Automotive turbochargers increase torque and power output, which is why they're used to increase the air-fuel mixture rate per combustion cycle. AMD’s and Intel’s performance-improving technologies don't actually a require an additional piece of hardware bolted on like a turbo would be, but they both invoke the gas compressor namesake anyway.Instead, both companies' latest six-core models dynamically increase their clock rates to deliver better performance under workload conditions that allow for faster frequencies. We wanted to see whether Intel's Turbo Boost or AMD's Turbo CORE is the better implementation.
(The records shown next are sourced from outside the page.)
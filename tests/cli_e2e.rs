//! End-to-end CLI tests for chatstats.
//!
//! These tests verify the complete CLI workflow by running the actual binary
//! with various arguments and checking the output.
//!
//! # Test Categories
//!
//! - **Basic functionality**: Text and JSON reports on stdout
//! - **Output files**: `-o` and `--export-csv`
//! - **Filters**: Date and sender filtering
//! - **Configuration**: TOML file and flag overrides
//! - **Error handling**: Proper error messages for bad input
//! - **Edge cases**: Empty files, stdin, all-media chats
//!
//! # Running Tests
//!
//! ```bash
//! cargo test --test cli_e2e
//! ```

use assert_cmd::Command;
use predicates::prelude::*;
use std::fs;
use std::path::PathBuf;
use tempfile::{TempDir, tempdir};

// ============================================================================
// Test Fixtures
// ============================================================================

const CHAT: &str = "\
06/02/2023, 9:15 AM - Alice: Good morning everyone 😀
06/02/2023, 9:16 AM - Bob: <Media omitted>
06/02/2023, 9:20 AM - Alice: check https://example.com
Alice was added
07/02/2023, 10:00 PM - Carol: this traffic is terrible
07/02/2023, 10:05 PM - Alice: morning coffee was great 😀😀
";

/// Creates a temporary directory with test fixtures.
fn setup_fixtures() -> TempDir {
    let dir = tempdir().expect("Failed to create temp dir");

    fs::write(dir.path().join("chat.txt"), CHAT).unwrap();
    fs::write(dir.path().join("empty.txt"), "").unwrap();
    fs::write(
        dir.path().join("media.txt"),
        "06/02/2023, 9:15 AM - Alice: <Media omitted>\n06/02/2023, 9:16 AM - Bob: <Media omitted>\n",
    )
    .unwrap();
    fs::write(
        dir.path().join("bad_date.txt"),
        "06/02/2023, 9:15 AM - Alice: Hi\n31/04/2023, 9:16 AM - Bob: Hi\n",
    )
    .unwrap();
    fs::write(dir.path().join("top1.toml"), "top_senders = 1\n").unwrap();
    fs::write(dir.path().join("broken.toml"), "top_senders = \"many\"\n").unwrap();

    dir
}

fn chatstats_cmd() -> Command {
    let cmd = std::process::Command::new(env!("CARGO_BIN_EXE_chatstats"));
    Command::from_std(cmd)
}

fn fixture(dir: &TempDir, name: &str) -> PathBuf {
    dir.path().join(name)
}

fn json_stdout(output: &std::process::Output) -> serde_json::Value {
    serde_json::from_slice(&output.stdout).expect("stdout is JSON")
}

// ============================================================================
// Basic Functionality Tests
// ============================================================================

mod basic_functionality {
    use super::*;

    #[test]
    fn test_text_report_on_stdout() {
        let dir = setup_fixtures();

        chatstats_cmd()
            .arg(fixture(&dir, "chat.txt"))
            .assert()
            .success()
            .stdout(predicate::str::contains("Chat Overview"))
            .stdout(predicate::str::contains("Total Messages  5"))
            .stdout(predicate::str::contains("Participants    3"))
            .stdout(predicate::str::contains("Media Shared    1"))
            .stdout(predicate::str::contains("Links Shared    1"))
            .stdout(predicate::str::contains("Sentiment Analysis"));
    }

    #[test]
    fn test_progress_goes_to_stderr() {
        let dir = setup_fixtures();

        chatstats_cmd()
            .arg(fixture(&dir, "chat.txt"))
            .assert()
            .success()
            .stderr(predicate::str::contains("Found 5 messages"))
            .stdout(predicate::str::contains("Found").not());
    }

    #[test]
    fn test_json_report_on_stdout() {
        let dir = setup_fixtures();

        let output = chatstats_cmd()
            .arg(fixture(&dir, "chat.txt"))
            .args(["-f", "json"])
            .output()
            .unwrap();

        assert!(output.status.success());
        let json = json_stdout(&output);
        assert_eq!(json["overview"]["total_messages"], 5);
        assert_eq!(json["overview"]["participants"], 3);
        assert_eq!(json["top_senders"][0]["sender"], "Alice");
        assert_eq!(json["top_senders"][0]["count"], 3);
        assert_eq!(json["emojis"][0]["count"], 3);
        assert_eq!(json["heatmap"]["Monday"][9], 3);
        assert_eq!(json["sentiment"]["negative"], 1);
    }

    #[test]
    fn test_quiet_mode() {
        let dir = setup_fixtures();

        chatstats_cmd()
            .arg(fixture(&dir, "chat.txt"))
            .arg("-q")
            .assert()
            .success()
            .stderr(predicate::str::is_empty())
            .stdout(predicate::str::contains("Chat Overview"));
    }

    #[test]
    fn test_stdin_input() {
        chatstats_cmd()
            .args(["-", "-f", "json", "-q"])
            .write_stdin(CHAT)
            .assert()
            .success()
            .stdout(predicate::str::contains("\"total_messages\": 5"));
    }
}

// ============================================================================
// Output File Tests
// ============================================================================

mod output_files {
    use super::*;

    #[test]
    fn test_report_to_file() {
        let dir = setup_fixtures();
        let out = fixture(&dir, "report.json");

        chatstats_cmd()
            .arg(fixture(&dir, "chat.txt"))
            .args(["-f", "json", "-o"])
            .arg(&out)
            .assert()
            .success()
            .stdout(predicate::str::is_empty())
            .stderr(predicate::str::contains("Done"));

        let content = fs::read_to_string(&out).unwrap();
        let json: serde_json::Value = serde_json::from_str(&content).unwrap();
        assert_eq!(json["overview"]["media_shared"], 1);
    }

    #[test]
    fn test_text_report_to_file() {
        let dir = setup_fixtures();
        let out = fixture(&dir, "report.txt");

        chatstats_cmd()
            .arg(fixture(&dir, "chat.txt"))
            .arg("-o")
            .arg(&out)
            .assert()
            .success();

        let content = fs::read_to_string(&out).unwrap();
        assert!(content.contains("Most Active Users"));
        assert!(content.contains("Activity Heatmap"));
    }

    #[test]
    fn test_export_csv() {
        let dir = setup_fixtures();
        let csv_path = fixture(&dir, "messages.csv");

        chatstats_cmd()
            .arg(fixture(&dir, "chat.txt"))
            .arg("--export-csv")
            .arg(&csv_path)
            .arg("-q")
            .assert()
            .success();

        let content = fs::read_to_string(&csv_path).unwrap();
        let lines: Vec<_> = content.lines().collect();
        assert_eq!(
            lines[0],
            "Date;Time;Sender;Message;Datetime;Hour;DayOfWeek;Month"
        );
        assert_eq!(lines.len(), 6);
        assert!(lines[2].starts_with("2023-02-06;9:16 AM;Bob;<Media omitted>;"));
        assert!(lines[2].ends_with(";9;Monday;February"));
    }

    #[test]
    fn test_unwritable_output() {
        let dir = setup_fixtures();

        chatstats_cmd()
            .arg(fixture(&dir, "chat.txt"))
            .args(["-o", "/nonexistent/dir/report.txt"])
            .assert()
            .failure()
            .stderr(predicate::str::contains("Error:"));
    }
}

// ============================================================================
// Filter Tests
// ============================================================================

mod filters {
    use super::*;

    #[test]
    fn test_filter_by_sender() {
        let dir = setup_fixtures();

        let output = chatstats_cmd()
            .arg(fixture(&dir, "chat.txt"))
            .args(["--from", "alice", "-f", "json"])
            .output()
            .unwrap();

        assert!(output.status.success());
        let json = json_stdout(&output);
        assert_eq!(json["overview"]["total_messages"], 3);
        assert_eq!(json["overview"]["participants"], 1);
    }

    #[test]
    fn test_filter_by_date() {
        let dir = setup_fixtures();

        let output = chatstats_cmd()
            .arg(fixture(&dir, "chat.txt"))
            .args(["--after", "2023-02-07", "-f", "json"])
            .output()
            .unwrap();

        let json = json_stdout(&output);
        assert_eq!(json["overview"]["total_messages"], 2);
        assert_eq!(json["daily_messages"].as_array().unwrap().len(), 1);
    }

    #[test]
    fn test_filter_date_range_excludes_all() {
        let dir = setup_fixtures();

        chatstats_cmd()
            .arg(fixture(&dir, "chat.txt"))
            .args(["--after", "2023-03-01", "--before", "2023-03-31"])
            .assert()
            .success()
            .stdout(predicate::str::contains("Total Messages  0"));
    }

    #[test]
    fn test_invalid_filter_date() {
        let dir = setup_fixtures();

        chatstats_cmd()
            .arg(fixture(&dir, "chat.txt"))
            .args(["--after", "07/02/2023"])
            .assert()
            .failure()
            .code(1)
            .stderr(predicate::str::contains("Error:"))
            .stderr(predicate::str::contains("YYYY-MM-DD"));
    }
}

// ============================================================================
// Configuration Tests
// ============================================================================

mod configuration {
    use super::*;

    #[test]
    fn test_config_file() {
        let dir = setup_fixtures();

        let output = chatstats_cmd()
            .arg(fixture(&dir, "chat.txt"))
            .arg("-c")
            .arg(fixture(&dir, "top1.toml"))
            .args(["-f", "json"])
            .output()
            .unwrap();

        let json = json_stdout(&output);
        assert_eq!(json["top_senders"].as_array().unwrap().len(), 1);
    }

    #[test]
    fn test_flags_override_config() {
        let dir = setup_fixtures();

        let output = chatstats_cmd()
            .arg(fixture(&dir, "chat.txt"))
            .arg("--config")
            .arg(fixture(&dir, "top1.toml"))
            .args(["--top-senders", "2", "--top-words", "1", "-f", "json"])
            .output()
            .unwrap();

        let json = json_stdout(&output);
        assert_eq!(json["top_senders"].as_array().unwrap().len(), 2);
        assert_eq!(json["topics"].as_array().unwrap().len(), 1);
    }

    #[test]
    fn test_broken_config() {
        let dir = setup_fixtures();

        chatstats_cmd()
            .arg(fixture(&dir, "chat.txt"))
            .arg("-c")
            .arg(fixture(&dir, "broken.toml"))
            .assert()
            .failure()
            .stderr(predicate::str::contains("Invalid configuration"));
    }
}

// ============================================================================
// Error Handling Tests
// ============================================================================

mod error_handling {
    use super::*;

    #[test]
    fn test_missing_input() {
        chatstats_cmd()
            .arg("/definitely/not/here.txt")
            .assert()
            .failure()
            .code(1)
            .stderr(predicate::str::contains("Error: IO error"));
    }

    #[test]
    fn test_invalid_timestamp() {
        let dir = setup_fixtures();

        chatstats_cmd()
            .arg(fixture(&dir, "bad_date.txt"))
            .assert()
            .failure()
            .stderr(predicate::str::contains("line 2"))
            .stderr(predicate::str::contains("31/04/2023"));
    }

    #[test]
    fn test_unknown_format() {
        let dir = setup_fixtures();

        chatstats_cmd()
            .arg(fixture(&dir, "chat.txt"))
            .args(["-f", "csv"])
            .assert()
            .failure();
    }

    #[test]
    fn test_missing_argument() {
        chatstats_cmd().assert().failure();
    }
}

// ============================================================================
// Edge Case Tests
// ============================================================================

mod edge_cases {
    use super::*;

    #[test]
    fn test_empty_file() {
        let dir = setup_fixtures();

        chatstats_cmd()
            .arg(fixture(&dir, "empty.txt"))
            .assert()
            .success()
            .stdout(predicate::str::contains("Total Messages  0"))
            .stdout(predicate::str::contains("Not enough words"));
    }

    #[test]
    fn test_all_media_chat() {
        let dir = setup_fixtures();

        chatstats_cmd()
            .arg(fixture(&dir, "media.txt"))
            .assert()
            .success()
            .stdout(predicate::str::contains(
                "Not enough words to generate a Word Cloud. Please upload a longer chat file.",
            ))
            .stdout(predicate::str::contains("Media Shared    2"));
    }

    #[test]
    fn test_help_and_version() {
        chatstats_cmd()
            .arg("--help")
            .assert()
            .success()
            .stdout(predicate::str::contains("EXAMPLES"));

        chatstats_cmd()
            .arg("--version")
            .assert()
            .success()
            .stdout(predicate::str::contains(env!("CARGO_PKG_VERSION")));
    }
}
Intel was first to offer this performance-enhancing feature. Its Nehalem architecture and the Core i7-900 family first introduced Turbo Boost in late 2008. The technology is capable of accelerating all cores by one clock speed bin (133 MHz) and one or two cores by two speed increments (depending on the particular model). In 2009, the Lynnfield Core i5/i7 quad-core processors for LGA 1156 enabled a more advanced implementation able to accelerate one or two cores by four clock speed increments. The 800-series even bumps clock speed up by five clock speed bins for a single core. One speed bin equals 133 MHz at stock speed, so we’re effectively talking about a 133 to 533 MHz dynamic increase. Turbo Boost is also an available feature on the Clarkdale-based Core i5 dual-core chips.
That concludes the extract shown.